Дыма без огня не бывает.
Обвинение в убийстве с него сняли, но приказ о поступлении Эдесяна в Школу прапорщиков отменили.
– Извольте зайти ко мне в штаб, – капитан Виктор Аствацатуров сиял, как новая монета.
Эдесян зашел, проигнорировав «Вольно», застыл на пороге, вытянув руки по швам.
– Вы понимаете, ун-дег», я человек бла-агог’одный. Двог’янин, понятно вам? – Он достал стопки, из которых они пили с Вардгесом, достал коньяк. – Я пг’ежде всего – за спг’аведли-ивость. И я убежден, что пг’оцесс по вашему делу завег’шился спг’аведливо. Бег’ите стопку и г’адуйтесь, что живы.
И опрокинул в себя коньяк.
– Коли пег’ед ггафиней вы чисты, так тому и быть. Но в офицег’ы должны идти люди – бла-агог’одные. Понятно вам, соба-а… пг’остите, ун-дег?
Эдесян ответствовал, что понятно, и испросил разрешения идти. Стопка осталась нетронутой.
От капитана направился прямиком в госпиталь – к любимой. Сил у Голубки хватило лишь на один рывок – от койки до суда. Обратно унесли на руках.

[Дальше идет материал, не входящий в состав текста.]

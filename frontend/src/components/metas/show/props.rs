//! Properties of the `MetaShowComponent`.

use std::rc::Rc;

use yew::prelude::*;

use common::model::column::Column;
use common::navigation::Navigation;
use common::store::{FetchOutcome, MetaStore};

#[derive(Properties, PartialEq, Clone)]
pub struct MetaShowProps {
    /// Metadata id taken from the `/metas/{id}` route.
    pub id: String,

    /// Process-wide metadata store. The screen only reads it; fetched data
    /// reaches it through `on_fetched`, saved columns through `on_committed`.
    pub store: Rc<MetaStore>,

    /// Receives the outcome of the `GET /api/metas/{id}` issued on first render.
    pub on_fetched: Callback<FetchOutcome>,

    /// Receives the metadata id and the columns the backend accepted.
    pub on_committed: Callback<(String, Vec<Column>)>,

    /// Receives the transition to the API configuration screen after saving.
    pub on_navigate: Callback<Navigation>,
}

Эдесян присел на стул, у постели юной графини. Ольга коснулась его руки.
– Я так расстроена.
– Чем? Я ведь жив.
– Но ты не станешь офицером.
– Велика беда!
Он задумался на минуту.
– А знаешь, Аствацатуров прав – паршивый из меня учитель.
– Что?
– Я за эту войну насмотрелся на всякое. Понял, что убийство убийству рознь. Иония меня многому научила…
– Она меня отравить пыталась!
– И этого я ей никогда не прощу. Но и она, и Ануш, и сотни других заставили меня посмотреть другими глазами на войну. Пусть Вардгес получает награды, мне они больше не нужны. Раньше турки были для меня врагами потому, что нам так сказали. Сейчас – из-за того, что они уничтожают мой народ. Не в бою, а подло, в спину. И народ Ионии тоже. В Ване я плохо обучил добровольцев. И эрзерумских – не так хорошо, как хотелось. Но я исправлюсь. Будут новые. Много новых. И полковнику больше не придется меня уговаривать. Я буду их учить и подготовлю наилучшим образом. И, если понадобится, возглавлю.
– Ты уйдешь из российской армии?!
– Пока не знаю. Но я не уйду от своего народа.
– А я – от тебя не уйду.
Ольга прижалась к нему, и Эдесян обнял ее, хрупкую, белокрылую. А перед глазами на одно лишь мгновение мелькнуло:
Черная голубка кружит высоко в небе.
Всё медленней и медленней, наконец, начинает падать.
Но даже на земле слышно, как с каждой секундой затихает сердце птицы.